Callamard, antes de assumir a direção mundial da Anistia, foi relatora da ONU e responsável por investigar a morte do jornalista saudita Jamal Khashoggi. Hoje, na direção da ong, ela adverte sobre "líderes autoritários em democracias".

De acordo com a francesa, tais líderes são produtos do nacionalismo e de uma economia que não serve à população". "Nesse contexto, eles oferecem narrativas que dão soluções simples para problemas complexos, como segurança", disse.

Apesar do alerta que ela faz sobre Bolsonaro, a ativista destaca como a maioria das pessoas está preparada a lutar pela defesa da democracia. "Vimos isso no Brasil, assim como nos EUA", afirmou. "São pessoas que se levantam para dizer: não, essa não é a sociedade que quero que meus filhos e meus netos vivam", disse.

De acordo com ela, esses são "movimentos importantes" da sociedade. "A questão é como proteger essas pessoas para que possam operar em contexto de estados que estão dispostos a usar violência", apontou. "Esse é o desafio.
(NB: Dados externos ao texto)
//! Clients for the external vision and text-generation services.
//!
//! Each client implements one of the provider traits so that the fallback
//! logic in [`crate::vision`] and [`crate::chain`] never touches HTTP, and
//! tests can substitute in-process fakes.

mod deepseek;
mod huggingface;

pub use deepseek::DeepSeekClient;
pub use huggingface::{HfTextClient, HfVisionClient};

use std::sync::Arc;
use std::time::Duration;

use async_trait::async_trait;
use reqwest::Client;
use serde_json::Value;
use tracing::debug;

use crate::config::ProviderConfig;
use crate::error::ProviderError;

/// Longest slice of an error body kept in [`ProviderError::Status`].
const ERROR_BODY_CHARS: usize = 300;

/// A text-generation endpoint taking a single prompt.
#[async_trait]
pub trait TextProvider: Send + Sync {
    /// Short identifier used in logs.
    fn name(&self) -> &str;

    /// Generate text for `prompt`. An empty answer is an error.
    async fn generate(&self, prompt: &str) -> Result<String, ProviderError>;
}

/// An image-understanding endpoint.
#[async_trait]
pub trait VisionProvider: Send + Sync {
    fn name(&self) -> &str;

    /// Describe `image` following `instruction`, returning the raw generated text.
    async fn describe(&self, image: &[u8], instruction: &str) -> Result<String, ProviderError>;
}

/// Build the shared HTTP client used by every provider.
pub fn http_client(timeout: Duration) -> Client {
    Client::builder()
        .user_agent(concat!("pantry/", env!("CARGO_PKG_VERSION")))
        .timeout(timeout)
        .build()
        .unwrap_or_default()
}

/// Text providers in fallback order, skipping any whose credential is missing.
pub fn text_providers(cfg: &ProviderConfig, client: &Client) -> Vec<Arc<dyn TextProvider>> {
    let mut providers: Vec<Arc<dyn TextProvider>> = Vec::new();
    match DeepSeekClient::from_config(cfg, client.clone()) {
        Some(p) => providers.push(Arc::new(p)),
        None => debug!("DEEPSEEK_API_KEY not set; primary text provider disabled"),
    }
    match HfTextClient::from_config(cfg, client.clone()) {
        Some(p) => providers.push(Arc::new(p)),
        None => debug!("HF_API_KEY or HF_TEXT_MODEL not set; secondary text provider disabled"),
    }
    providers
}

/// The configured vision provider, if its credential and model are present.
pub fn vision_provider(cfg: &ProviderConfig, client: &Client) -> Option<Arc<dyn VisionProvider>> {
    let provider = HfVisionClient::from_config(cfg, client.clone());
    if provider.is_none() {
        debug!("HF_API_KEY or HF_VISION_MODEL not set; vision provider disabled");
    }
    provider.map(|p| Arc::new(p) as Arc<dyn VisionProvider>)
}

/// POST `body` as JSON with a bearer credential and decode the JSON answer.
pub(crate) async fn post_json(
    client: &Client,
    url: &str,
    api_key: &str,
    body: &Value,
    timeout: Duration,
) -> Result<Value, ProviderError> {
    let resp = client
        .post(url)
        .bearer_auth(api_key)
        .json(body)
        .timeout(timeout)
        .send()
        .await?;

    let status = resp.status();
    let text = resp.text().await?;
    if !status.is_success() {
        return Err(ProviderError::Status {
            status: status.as_u16(),
            body: text.chars().take(ERROR_BODY_CHARS).collect(),
        });
    }
    Ok(serde_json::from_str(&text)?)
}

/// Join a base URL and a model path with exactly one slash.
pub(crate) fn model_url(base: &str, model: &str) -> String {
    format!(
        "{}/{}",
        base.trim_end_matches('/'),
        model.trim_start_matches('/')
    )
}


#[cfg(test)]
mod tests {
    use super::*;
    use axum::http::{HeaderMap, StatusCode};
    use axum::routing::post;
    use axum::{Json, Router};
    use serde_json::json;

    async fn endpoint() -> String {
        let router = Router::new()
            .route(
                "/unavailable",
                post(|| async { (StatusCode::SERVICE_UNAVAILABLE, "model is loading") }),
            )
            .route("/html", post(|| async { "<html>bad gateway</html>" }))
            .route(
                "/slow",
                post(|| async {
                    tokio::time::sleep(Duration::from_secs(2)).await;
                    Json(json!({ "generated_text": "too late" }))
                }),
            )
            .route(
                "/echo",
                post(|headers: HeaderMap, Json(body): Json<Value>| async move {
                    let auth = headers
                        .get("authorization")
                        .and_then(|v| v.to_str().ok())
                        .unwrap_or_default()
                        .to_owned();
                    Json(json!({ "auth": auth, "received": body }))
                }),
            );
        testing::serve(router).await
    }

    async fn call(base: &str, path: &str, timeout: Duration) -> Result<Value, ProviderError> {
        let client = http_client(Duration::from_secs(5));
        post_json(&client, &format!("{base}{path}"), "k", &json!({ "inputs": "hi" }), timeout).await
    }

    fn full_config() -> ProviderConfig {
        ProviderConfig {
            hf_api_key: Some("hf_key".into()),
            hf_vision_model: Some("Salesforce/blip-image-captioning-large".into()),
            hf_text_model: Some("google/flan-t5-large".into()),
            deepseek_api_key: Some("sk-key".into()),
            ..ProviderConfig::default()
        }
    }

    #[test]
    fn model_url_joins_with_single_slash() {
        assert_eq!(model_url("https://h.co/models/", "/a/b"), "https://h.co/models/a/b");
        assert_eq!(model_url("https://h.co/models", "a/b"), "https://h.co/models/a/b");
    }

    #[test]
    fn text_providers_are_ordered_primary_first() {
        let cfg = full_config();
        let client = http_client(cfg.request_timeout);
        let names: Vec<String> = text_providers(&cfg, &client)
            .iter()
            .map(|p| p.name().to_owned())
            .collect();
        assert_eq!(names, vec!["deepseek", "huggingface-text"]);
    }

    #[test]
    fn missing_primary_key_skips_primary() {
        let cfg = ProviderConfig {
            deepseek_api_key: None,
            ..full_config()
        };
        let client = http_client(cfg.request_timeout);
        let names: Vec<String> = text_providers(&cfg, &client)
            .iter()
            .map(|p| p.name().to_owned())
            .collect();
        assert_eq!(names, vec!["huggingface-text"]);
    }

    #[test]
    fn no_credentials_means_no_providers() {
        let cfg = ProviderConfig::default();
        let client = http_client(cfg.request_timeout);
        assert!(text_providers(&cfg, &client).is_empty());
        assert!(vision_provider(&cfg, &client).is_none());
    }

    #[tokio::test]
    async fn success_is_decoded_and_carries_bearer_key() {
        let base = endpoint().await;
        let body = call(&base, "/echo", Duration::from_secs(5)).await.unwrap();
        assert_eq!(body["auth"], "Bearer k");
        assert_eq!(body["received"]["inputs"], "hi");
    }

    #[tokio::test]
    async fn non_success_status_is_a_status_error() {
        let base = endpoint().await;
        match call(&base, "/unavailable", Duration::from_secs(5)).await {
            Err(ProviderError::Status { status, body }) => {
                assert_eq!(status, 503);
                assert_eq!(body, "model is loading");
            }
            other => panic!("expected status error, got {other:?}"),
        }
    }

    #[tokio::test]
    async fn undecodable_success_is_a_json_error() {
        let base = endpoint().await;
        let err = call(&base, "/html", Duration::from_secs(5)).await.unwrap_err();
        assert!(matches!(err, ProviderError::Json(_)), "got {err:?}");
    }

    #[tokio::test]
    async fn slow_endpoint_is_a_timeout() {
        let base = endpoint().await;
        let err = call(&base, "/slow", Duration::from_millis(100)).await.unwrap_err();
        assert!(matches!(err, ProviderError::Timeout(_)), "got {err:?}");
    }
}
Mas a força existe e as pessoas existem para se levantar (contra esses líderes", completou.

Callamard ainda comentou a participação do brasileiro na abertura da Assembleia Geral da ONU, mostrando seu desprezo. Em seu discurso, Bolsonaro defendeu o uso de remédios sem evidências científicas, atacou a obrigatoriedade da vacina e mentiu sobre as condições sociais e econômicas do Brasil.

"Muitos líderes autoritários, mesmo em democracias, estão usando narrativas similares. É uma que rejeita os fatos, rejeita as evidências científicas. É uma narrativa que propõe soluções fáceis para questões incrivelmente difíceis. O que podemos dizer a essas pessoas? Elas estão erradas e não devem usar a posição de poder para mentir", alertou.

Desde que tomou posse, Bolsonaro foi alvo de 32 cartas de queixas de relatores da ONU sobre denúncias de violações aos direitos humanos. Pressionado, o governo também tem sido atacado por ativistas brasileiros e estrangeiros.